Once the line containing "The delay after" has been written out, stop; until then, restate each line of the entries below word for word from the first.

========================

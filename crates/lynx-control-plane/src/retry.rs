//! Per-dispatch retry loop with exponential backoff.
//!
//! The delay after failed attempt `n` (1-indexed) is `base × 2^n`, clamped to
//! `max_delay` only when one is set. No delay follows the final attempt, and only
//! retryable errors are retried. This loop lives inside a single dispatch cycle and is
//! unrelated to the recovery sweep, which re-admits failed tasks into a new cycle.

use crate::{error::DispatchError, worker::TaskWorker};
use lynx_core::{Task, TransitionError, now_ms};
use std::time::Duration;
use tokio_util::sync::CancellationToken;
use tracing::{debug, warn};

#[derive(Debug, Clone, Copy)]
pub struct RetryPolicy {
    pub max_retries: u32,
    pub base: Duration,
    pub max_delay: Option<Duration>,
    pub attempt_timeout: Option<Duration>,
}

impl Default for RetryPolicy {
    fn default() -> Self {
        Self {
            max_retries: 3,
            base: Duration::from_secs(1),
            max_delay: None,
            attempt_timeout: Some(Duration::from_secs(30)),
        }
    }
}

impl RetryPolicy {
    #[must_use]
    pub fn delay_for(&self, attempt: u32) -> Duration {
        let exp = attempt.min(i32::MAX as u32) as i32;
        let delay = Duration::try_from_secs_f64(self.base.as_secs_f64() * 2f64.powi(exp))
            .unwrap_or(Duration::MAX);
        match self.max_delay {
            Some(cap) => delay.min(cap),
            None => delay,
        }
    }

    /// Drives a pending task to `completed` or `failed`.
    pub async fn execute(
        &self,
        task: &mut Task,
        worker: &dyn TaskWorker,
        cancel: &CancellationToken,
    ) -> Result<(), TransitionError> {
        task.start(now_ms())?;
        let max_attempts = self.max_retries.max(1);

        let mut attempt = 0;
        let last_error = loop {
            attempt += 1;
            task.record_attempt();

            let err = match self.attempt(task, worker, cancel).await {
                Ok(result) => {
                    debug!(task_id = %task.id, attempt, "task completed");
                    return task.complete(now_ms(), result);
                }
                Err(err) => err,
            };

            warn!(task_id = %task.id, attempt, max_attempts, error = %err, "dispatch attempt failed");
            if !err.is_retryable() || attempt >= max_attempts {
                break err;
            }

            let delay = self.delay_for(attempt);
            tokio::select! {
                biased;
                _ = cancel.cancelled() => break DispatchError::Cancelled,
                _ = tokio::time::sleep(delay) => {}
            }
        };

        task.fail(now_ms(), last_error.to_string())
    }

    async fn attempt(
        &self,
        task: &Task,
        worker: &dyn TaskWorker,
        cancel: &CancellationToken,
    ) -> Result<serde_json::Value, DispatchError> {
        let dispatch = async {
            match self.attempt_timeout {
                Some(limit) => tokio::time::timeout(limit, worker.dispatch(task))
                    .await
                    .unwrap_or(Err(DispatchError::TimedOut(limit))),
                None => worker.dispatch(task).await,
            }
        };

        tokio::select! {
            biased;
            _ = cancel.cancelled() => Err(DispatchError::Cancelled),
            outcome = dispatch => outcome,
        }
    }
}

#[cfg(test)]
mod tests {
    use super::*;
    use crate::config::ExecutorConfig;
    use async_trait::async_trait;
    use lynx_core::{TaskKind, TaskStatus};
    use std::sync::{
        Mutex,
        atomic::{AtomicU32, Ordering},
    };
    use tokio::time::Instant;

    fn policy(max_retries: u32) -> RetryPolicy {
        RetryPolicy {
            max_retries,
            base: Duration::from_millis(1_000),
            max_delay: Some(Duration::from_secs(600)),
            attempt_timeout: None,
        }
    }

    struct AlwaysFails {
        attempts_at: Mutex<Vec<Instant>>,
    }

    #[async_trait]
    impl TaskWorker for AlwaysFails {
        async fn dispatch(&self, _task: &Task) -> Result<serde_json::Value, DispatchError> {
            self.attempts_at.lock().unwrap().push(Instant::now());
            Err(DispatchError::Transient("carrier api unavailable".to_string()))
        }
    }

    struct FailsThenSucceeds {
        failures: u32,
        calls: AtomicU32,
    }

    #[async_trait]
    impl TaskWorker for FailsThenSucceeds {
        async fn dispatch(&self, _task: &Task) -> Result<serde_json::Value, DispatchError> {
            let call = self.calls.fetch_add(1, Ordering::SeqCst) + 1;
            if call <= self.failures {
                Err(DispatchError::Transient(format!("failure {call}")))
            } else {
                Ok(serde_json::json!({ "call": call }))
            }
        }
    }

    struct Permanent {
        calls: AtomicU32,
    }

    #[async_trait]
    impl TaskWorker for Permanent {
        async fn dispatch(&self, _task: &Task) -> Result<serde_json::Value, DispatchError> {
            self.calls.fetch_add(1, Ordering::SeqCst);
            Err(DispatchError::Permanent("schema mismatch".to_string()))
        }
    }

    struct Hangs;

    #[async_trait]
    impl TaskWorker for Hangs {
        async fn dispatch(&self, _task: &Task) -> Result<serde_json::Value, DispatchError> {
            tokio::time::sleep(Duration::from_secs(3_600)).await;
            Ok(serde_json::Value::Null)
        }
    }

    #[test]
    fn delay_doubles_per_attempt_and_clamps() {
        let policy = RetryPolicy { max_delay: Some(Duration::from_secs(5)), ..policy(10) };
        assert_eq!(policy.delay_for(1), Duration::from_millis(2_000));
        assert_eq!(policy.delay_for(2), Duration::from_millis(4_000));
        assert_eq!(policy.delay_for(3), Duration::from_secs(5));
        assert_eq!(policy.delay_for(u32::MAX), Duration::from_secs(5));
    }

    #[tokio::test(start_paused = true)]
    async fn exhausts_exactly_max_retries_with_exponential_gaps() {
        let worker = AlwaysFails { attempts_at: Mutex::new(Vec::new()) };
        let mut task = Task::new(TaskKind::Backend, "code-agent");

        policy(4).execute(&mut task, &worker, &CancellationToken::new()).await.unwrap();

        assert_eq!(task.status, TaskStatus::Failed);
        assert_eq!(task.attempt_count, 4);
        assert!(task.error.as_deref().unwrap().contains("carrier api unavailable"));

        let at = worker.attempts_at.lock().unwrap();
        let gaps: Vec<Duration> = at.windows(2).map(|pair| pair[1] - pair[0]).collect();
        assert_eq!(
            gaps,
            vec![Duration::from_secs(2), Duration::from_secs(4), Duration::from_secs(8)]
        );
    }

    #[test]
    fn uncapped_delay_keeps_doubling() {
        let policy = RetryPolicy { max_delay: None, ..policy(10) };
        assert_eq!(policy.delay_for(6), Duration::from_secs(64));
        assert_eq!(policy.delay_for(u32::MAX), Duration::MAX);
    }

    #[tokio::test(start_paused = true)]
    async fn default_config_backs_off_without_a_ceiling() {
        let policy = RetryPolicy {
            max_retries: 8,
            attempt_timeout: None,
            ..ExecutorConfig::default().retry_policy()
        };
        let worker = AlwaysFails { attempts_at: Mutex::new(Vec::new()) };
        let mut task = Task::new(TaskKind::Research, "monitoring-agent");

        policy.execute(&mut task, &worker, &CancellationToken::new()).await.unwrap();

        assert_eq!(task.attempt_count, 8);
        let at = worker.attempts_at.lock().unwrap();
        let gaps: Vec<u64> = at.windows(2).map(|pair| (pair[1] - pair[0]).as_secs()).collect();
        assert_eq!(gaps, vec![2, 4, 8, 16, 32, 64, 128]);
    }

    #[tokio::test(start_paused = true)]
    async fn succeeds_on_third_attempt() {
        let worker = FailsThenSucceeds { failures: 2, calls: AtomicU32::new(0) };
        let mut task = Task::new(TaskKind::Deployment, "performance-agent");

        policy(3).execute(&mut task, &worker, &CancellationToken::new()).await.unwrap();

        assert_eq!(task.status, TaskStatus::Completed);
        assert_eq!(task.attempt_count, 3);
        assert_eq!(task.result, Some(serde_json::json!({ "call": 3 })));
        assert!(task.error.is_none());
    }

    #[tokio::test(start_paused = true)]
    async fn success_short_circuits_remaining_attempts() {
        let worker = FailsThenSucceeds { failures: 0, calls: AtomicU32::new(0) };
        let mut task = Task::new(TaskKind::Api, "network-agent");

        policy(5).execute(&mut task, &worker, &CancellationToken::new()).await.unwrap();

        assert_eq!(worker.calls.load(Ordering::SeqCst), 1);
        assert_eq!(task.attempt_count, 1);
    }

    #[tokio::test(start_paused = true)]
    async fn permanent_errors_are_not_retried() {
        let worker = Permanent { calls: AtomicU32::new(0) };
        let mut task = Task::new(TaskKind::Database, "database-agent");

        let started = Instant::now();
        policy(5).execute(&mut task, &worker, &CancellationToken::new()).await.unwrap();

        assert_eq!(worker.calls.load(Ordering::SeqCst), 1);
        assert_eq!(task.status, TaskStatus::Failed);
        assert_eq!(started.elapsed(), Duration::ZERO);
    }

    #[tokio::test(start_paused = true)]
    async fn hung_attempts_time_out_and_retry() {
        let policy = RetryPolicy { attempt_timeout: Some(Duration::from_secs(1)), ..policy(2) };
        let mut task = Task::new(TaskKind::Testing, "ui-agent");

        policy.execute(&mut task, &Hangs, &CancellationToken::new()).await.unwrap();

        assert_eq!(task.status, TaskStatus::Failed);
        assert_eq!(task.attempt_count, 2);
        assert!(task.error.as_deref().unwrap().contains("timed out"));
    }

    #[tokio::test(start_paused = true)]
    async fn cancellation_fails_the_task() {
        let cancel = CancellationToken::new();
        cancel.cancel();
        let mut task = Task::new(TaskKind::Portal, "style-agent");

        policy(3).execute(&mut task, &Hangs, &cancel).await.unwrap();

        assert_eq!(task.status, TaskStatus::Failed);
        assert_eq!(task.attempt_count, 1);
        assert!(task.error.as_deref().unwrap().contains("cancelled"));
    }

    #[tokio::test]
    async fn only_pending_tasks_can_be_executed() {
        let worker = FailsThenSucceeds { failures: 0, calls: AtomicU32::new(0) };
        let mut task = Task::new(TaskKind::Api, "network-agent");
        task.start(1).unwrap();

        let err = policy(1).execute(&mut task, &worker, &CancellationToken::new()).await.unwrap_err();
        assert_eq!(err.from, TaskStatus::Running);
        assert_eq!(worker.calls.load(Ordering::SeqCst), 0);
    }
}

========================

> OUTPUT BELOW:
filename crates/lynx-control-plane/src/retry.rs
//! Per-dispatch retry loop with exponential backoff.
//!
//! The delay after failed attempt `n` (1-indexed) is `base × 2^n`, clamped to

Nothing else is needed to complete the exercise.